问题
I have a list assigned to the variable my_list. The value of my_list is [[1,2,3],[3,5,[2,3]], [[3,2],[5,[4]]]]. I need to find the length of my_list, but len(my_list) only returns 3. I want it to return 11. Is there any Python functions that will return the full length of my_list nested lists and all.
Example:
Input
[[1,2,3],[3,5,[2,3]], [[3,2],[5,[4]]]]
Output
11
I would like if this worked for not only numbers, but strings also.
回答1:
This function counts the length of a list, counting any object other than list as length 1, and recursing on list items to find the flattened length, and will work with any degree of nesting up to the interpreters maximum stack depth.
def recursive_len(item):
if type(item) == list:
return sum(recursive_len(subitem) for subitem in item)
else:
return 1
Note: depending on how this will be used, it may be better to check if the item is iterable rather than checking if it has the type list, in order to correctly judge the size of tuples, etc.
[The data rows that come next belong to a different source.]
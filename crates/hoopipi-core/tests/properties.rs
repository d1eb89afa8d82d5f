//! Property-based tests for hoopipi-core DSP primitives.
//!
//! Tests filter stability, parameter convergence, and delay line integrity
//! using proptest for randomized input generation.

use proptest::prelude::*;
use hoopipi_core::{
    Biquad, InterpolatedDelay, SmoothedParam,
    bandpass_coefficients, highpass_coefficients, lowpass_coefficients, notch_coefficients,
};

/// Biquad coefficient generators indexed 0..4 (LP, HP, BP, Notch).
fn configure_biquad(biquad: &mut Biquad, variant: usize, freq: f32, q: f32) {
    let sr = 48000.0;
    let (b0, b1, b2, a0, a1, a2) = match variant % 4 {
        0 => lowpass_coefficients(freq, q, sr),
        1 => highpass_coefficients(freq, q, sr),
        2 => bandpass_coefficients(freq, q, sr),
        3 => notch_coefficients(freq, q, sr),
        _ => unreachable!(),
    };
    biquad.set_coefficients(b0, b1, b2, a0, a1, a2);
}

proptest! {
    #![proptest_config(ProptestConfig::with_cases(500))]

    /// For any valid cutoff (20-20000 Hz) and Q (0.1-10.0), Biquad filters
    /// produce finite output for 1024 samples of random finite input.
    #[test]
    fn biquad_stability(
        freq in 20.0f32..20000.0f32,
        q in 0.1f32..10.0f32,
        variant in 0usize..4,
        input in prop::array::uniform32(-1.0f32..=1.0f32),
    ) {
        let mut biquad = Biquad::new();
        configure_biquad(&mut biquad, variant, freq, q);

        for &sample in &input {
            let out = biquad.process(sample);
            prop_assert!(
                out.is_finite(),
                "Biquad variant {} (freq={}, q={}) produced non-finite output {} for input {}",
                variant % 4, freq, q, out, sample
            );
        }
    }

    /// SmoothedParam converges toward its target value.
    /// Uses `standard()` (10ms time constant at 48kHz, coeff ≈ 0.00208).
    ///
    /// f32 precision limits exact convergence for large values. The one-pole
    /// smoothing `current += coeff * (target - current)` stalls when the step
    /// rounds to zero in f32. The precision floor is approximately
    /// `ULP(target) / coeff ≈ |target| * 2^-23 / 0.00208 ≈ |target| * 5.7e-5`.
    /// We verify convergence within this f32 precision bound.
    #[test]
    fn smoothed_param_convergence(
        initial in -100.0f32..100.0f32,
        target in -100.0f32..100.0f32,
    ) {
        let mut param = SmoothedParam::standard(initial, 48000.0);
        param.set_target(target);

        // 10000 samples (~208ms) is sufficient for the smoothing to reach
        // the f32 precision floor for any value in [-100, 100].
        for _ in 0..10000 {
            param.advance();
        }

        let ulp_estimate = target.abs() * f32::EPSILON;
        let precision_floor = ulp_estimate / 0.002 + 1e-4;
        let diff = (param.get() - target).abs();
        prop_assert!(
            diff < precision_floor,
            "SmoothedParam did not converge: initial={}, target={}, got={}, diff={}, tol={}",
            initial, target, param.get(), diff, precision_floor
        );
    }

    /// Write N random samples to InterpolatedDelay, read them back at integer
    /// delay N — they must match exactly (no interpolation at integer delays).
    #[test]
    fn delay_line_integrity(
        samples in prop::collection::vec(-1.0f32..=1.0f32, 1..=64),
    ) {
        let n = samples.len();
        let mut delay = InterpolatedDelay::new(n + 1);

        for &s in &samples {
            delay.write(s);
        }

        for (i, &expected) in samples.iter().rev().enumerate() {
            let got = delay.read(i as f32);
            prop_assert!(
                (got - expected).abs() < 1e-6,
                "Delay mismatch at delay={}: expected {}, got {}",
                i, expected, got
            );
        }
    }
}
However, checking if the object is iterable will have the side effect of counting each character in a string rather than giving the string length 1, which may be undesirable.
回答2:
As an alternative, you can use flatten with len:
from compiler.ast import flatten
my_list = [[1,2,3],[3,5,[2,3]], [[3,2],[5,[4]]]]
len(flatten(my_list))
11
PS. thanks for @thefourtheye pointing out, please note:
Deprecated since version 2.6: The compiler package has been removed in Python 3.
Alternatives can be found here: Python 3 replacement for deprecated compiler.ast flatten function
回答3:
hack solution, someone had to post it. Convert list to string (leave the heavy lifting / recursion to __str__ operator) then count the commas, add 1.
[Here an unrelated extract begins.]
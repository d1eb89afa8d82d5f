//! Subcommand implementations.

pub mod devices;
pub mod run;
pub mod status;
>>> my_list = [[1,2,3],[3,5,[2,3]], [[3,2],[5,[4]]]]
>>> str(my_list).count(",")+1
11
(works for integers & floats, of course fails with strings because they can contain commas)
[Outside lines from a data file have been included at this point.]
//! One-pole lowpass filter for tone controls and HF rolloff.
//!
//! A single-pole IIR lowpass with the difference equation:
//!
//! ```text
//! y[n] = x[n] + coeff * (y[n-1] - x[n])
//!      = (1 - coeff) * x[n] + coeff * y[n-1]
//! ```
//!
//! where `coeff = exp(-2π * freq / sample_rate)`.
//!
//! This is the simplest possible lowpass — 6 dB/octave rolloff, zero latency,
//! one multiply per sample. Used for tone controls, DC blocking feedback paths,
//! and high-frequency damping in delay/reverb algorithms.
//!
//! # Usage
//!
//! ```rust
//! use hoopipi_core::OnePole;
//!
//! let mut lp = OnePole::new(48000.0, 4000.0);
//! let filtered = lp.process(1.0);
//! assert!(filtered < 1.0); // attenuated above cutoff
//! ```
//!
//! # Reference
//!
//! Julius O. Smith III, "Introduction to Digital Filters with Audio Applications",
//! Section: One-Pole Filter.

use crate::flush_denormal;
use libm::expf;

/// One-pole (6 dB/oct) lowpass filter.
///
/// # Parameters
///
/// - `freq`: Cutoff frequency in Hz (−3 dB point)
/// - `sample_rate`: Sample rate in Hz
///
/// # Invariants
///
/// - `coeff` is always in [0, 1) for stable operation
/// - `state` is flushed to zero when below 1e-20 (denormal protection)
#[derive(Debug, Clone)]
pub struct OnePole {
    state: f32,
    coeff: f32,
    sample_rate: f32,
    freq: f32,
}

impl OnePole {
    /// Create a new one-pole lowpass filter.
    ///
    /// # Arguments
    ///
    /// * `sample_rate` - Sample rate in Hz
    /// * `freq_hz` - Cutoff frequency in Hz (20.0 to sample_rate/2)
    pub fn new(sample_rate: f32, freq_hz: f32) -> Self {
        let mut filter = Self {
            state: 0.0,
            coeff: 0.0,
            sample_rate,
            freq: freq_hz,
        };
        filter.recalculate_coeff();
        filter
    }

    /// Set the cutoff frequency and recalculate the coefficient.
    ///
    /// Range: 20.0 to `sample_rate / 2` Hz.
    pub fn set_frequency(&mut self, freq_hz: f32) {
        self.freq = freq_hz;
        self.recalculate_coeff();
    }

    /// Process one sample through the lowpass filter.
    ///
    /// Returns the filtered output.
    #[inline]
    pub fn process(&mut self, input: f32) -> f32 {
        // y[n] = x[n] + coeff * (y[n-1] - x[n])
        self.state = flush_denormal(input + self.coeff * (self.state - input));
        self.state
    }

    /// Reset filter state to zero.
    pub fn reset(&mut self) {
        self.state = 0.0;
    }

    /// Update sample rate and recalculate the coefficient.
    pub fn set_sample_rate(&mut self, sample_rate: f32) {
        self.sample_rate = sample_rate;
        self.recalculate_coeff();
    }

    /// Recalculate the one-pole coefficient from frequency and sample rate.
    ///
    /// `coeff = exp(-2π * freq / sample_rate)`. Higher freq → lower coeff →
    /// less filtering. At freq = 0, coeff ≈ 1 (full filter). At Nyquist,
    /// coeff ≈ 0 (no filter).
    fn recalculate_coeff(&mut self) {
        self.coeff = expf(-core::f32::consts::TAU * self.freq / self.sample_rate);
    }
}

#[cfg(test)]
mod tests {
    use super::*;

    #[test]
    fn passes_dc() {
        let mut lp = OnePole::new(48000.0, 1000.0);
        // Run DC signal until settled
        let mut out = 0.0;
        for _ in 0..48000 {
            out = lp.process(1.0);
        }
        assert!(
            (out - 1.0).abs() < 1e-4,
            "DC should pass through, got {out}"
        );
    }

    #[test]
    fn attenuates_high_freq() {
        let mut lp = OnePole::new(48000.0, 100.0); // very low cutoff
        // Feed a high-frequency signal (alternating +1/-1 = Nyquist)
        let mut sum = 0.0f32;
        for i in 0..4800 {
            let input = if i % 2 == 0 { 1.0 } else { -1.0 };
            sum += lp.process(input).abs();
        }
        let avg = sum / 4800.0;
        assert!(
            avg < 0.05,
            "Nyquist signal should be heavily attenuated, avg = {avg}"
        );
    }

    #[test]
    fn reset_clears_state() {
        let mut lp = OnePole::new(48000.0, 1000.0);
        lp.process(1.0);
        lp.process(1.0);
        lp.reset();
        // After reset, first sample should start from zero
        let out = lp.process(0.0);
        assert_eq!(out, 0.0);
    }
}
EDIT: this hack doesn't account for empty lists: we have to remove [] elements:
>>> my_list = [[1,2,3],[3,5,[2,3]], [[3,2],[5,[4],[]]]] # added empty list at the end
>>> s = str(my_list)
>>> s.count(",")-s.count("[]")+1 # still 11
回答4:
You are essentially looking for a way to compute the number of leaves in a tree.
def is_leaf(tree):
return type(tree) != list
def count_leaves(tree):
if is_leaf(tree):
return 1
else:
branch_counts = [count_leaves(b) for b in tree]
return sum(branch_counts)
The count_leaves function counts the leaves in a tree by recursively computing the branch_counts of the branches, then summing those results. The base case is when the tree is a leaf, which is a tree with 1 leaf. The number of leaves differs from the length of the tree, which is its number of branches.
回答5:
This is an alternative solution, which might be not so performant, since it fills a new flattened list, which is returned at the end:
def flatten_list(ls, flattened_list=[]):
for elem in ls:
if not isinstance(elem, list):
flattened_list.append(elem)
else:
flatten_list(elem, flattened_list)
return flattened_list
flatten_list intuitively flattens the list, and then you can calculate the length of the new returned flattened list with the len() function:
len(flatten_list(my_list))
回答6:
Here is my implementation:
def nestedList(check):
returnValue = 0
for i in xrange(0, len(check)):
if(isinstance(check[i], list)):
returnValue += nestedList(check[i])
else:
returnValue += 1
return returnValue
回答7:
Easy Way for tuple or list
For tuple
from nltk import flatten
Obj = (0.4, ((0.1, (0.05, 0.07)), (0.18, 0.2)))
print(len(flatten(list(Obj))))
For List
Obj = [[1,2,3],[3,5,[2,3]], [[3,2],[5,[4]]]]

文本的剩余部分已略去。